New Hope Gray vs Hardwick White
Where New Hope Gray belongs to Benjamin Moore's range, Hardwick White is a Farrow & Ball color. New Hope Gray reads as blue-grey, while Hardwick White reads as greige-grey — two distinct hue families, not close cousins. Hardwick White (LRV 44) reflects noticeably more light than New Hope Gray (LRV 39), a difference of 4 points that becomes especially apparent in rooms with limited natural light. New Hope Gray runs blue while Hardwick White is decidedly warm, which means they'll respond very differently to warm vs cool light sources. With a ΔE of 16.0, the contrast is hard to miss. These aren't variations on a theme — they're two different answers to the same question. Below you'll find 6 real-room photo comparisons where both colors appear side by side, plus 5 simulated room previews.
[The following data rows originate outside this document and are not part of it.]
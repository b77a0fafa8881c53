//! # Cryptographic Error Types
//!
//! Structured errors for key generation, issuance, signing and
//! verification. Messages come from the underlying RustCrypto libraries and
//! never include key bytes.

use actrec_core::ActivationError;
use thiserror::Error;

/// Errors from PKI operations.
#[derive(Error, Debug)]
pub enum CryptoError {
    /// RSA key generation failed.
    #[error("RSA key generation failed: {0}")]
    KeyGeneration(String),

    /// Building or signing a certificate failed.
    #[error("certificate issuance failed: {0}")]
    CertificateIssuance(String),

    /// Producing a signature or signed envelope failed.
    #[error("signing failed: {0}")]
    Signing(String),

    /// A signature, envelope or chain link did not verify.
    #[error("verification failed: {0}")]
    VerificationFailed(String),

    /// DER/PEM encoding or decoding failed.
    #[error("encoding error: {0}")]
    Encoding(String),
}

impl From<der::Error> for CryptoError {
    fn from(err: der::Error) -> Self {
        Self::Encoding(err.to_string())
    }
}

impl From<CryptoError> for ActivationError {
    fn from(err: CryptoError) -> Self {
        match err {
            CryptoError::KeyGeneration(m) => Self::KeyGeneration(m),
            CryptoError::CertificateIssuance(m) => Self::CertificateIssuance(m),
            CryptoError::Signing(m) | CryptoError::VerificationFailed(m) => Self::Signing(m),
            CryptoError::Encoding(m) => Self::Serialization(m),
        }
    }
}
New Hope Gray vs Hardwick White in Real Spaces
6 real rooms side by side. Seeing New Hope Gray and Hardwick White in actual rooms makes the difference concrete; browse the spaces below to get a feel for how each color lives on a wall.
Living Room
In a living room, color works across both daylight and evening light — the same wall can read very differently at noon and at 8pm. The brightness difference is modest but present — Hardwick White gives the walls a little more lift.
Kitchen
In a kitchen, colors are seen under bright task lighting that amplifies undertones — what reads neutral elsewhere can show its hand here. Hardwick White reads slightly lighter here — a subtle but real difference in how open the space feels.
Bathroom
Bathrooms are one of the few spaces where you're genuinely enclosed by the paint color, which makes the choice between these two more consequential. Hardwick White reads slightly lighter here — a subtle but real difference in how open the space feels.
Mudroom
Mudrooms are seen in passing, often under whatever light comes through the door — a context that favors colors with some depth. Hardwick White has the edge in reflectance, which shows as a quiet sense of added space rather than an obvious contrast.
Front Door
A front door is a focal point — small color differences read clearly at this concentrated scale. The brightness difference is modest but present — Hardwick White gives the walls a little more lift.
Kitchen Cabinets
Kitchen cabinets are constantly compared against adjacent materials, which means subtle differences between these two become much more visible. Hardwick White reads slightly lighter here — a subtle but real difference in how open the space feels.
Color Details
New Hope Gray vs Hardwick White Simulated Comparison
5 simulated room previews — drag the slider on each to see New Hope Gray on one side and Hardwick White on the other.
Digital color is approximate. These simulations are generated from the manufacturer's hex values and overlaid on grayscale room photos — your screen's calibration, brightness, and viewing angle all affect how they render. Before committing to either color, test physical samples in your own space under the light you actually live with.
More New Hope Gray comparisons
See how New Hope Gray stacks up against other well-photographed colors across different brands and tones.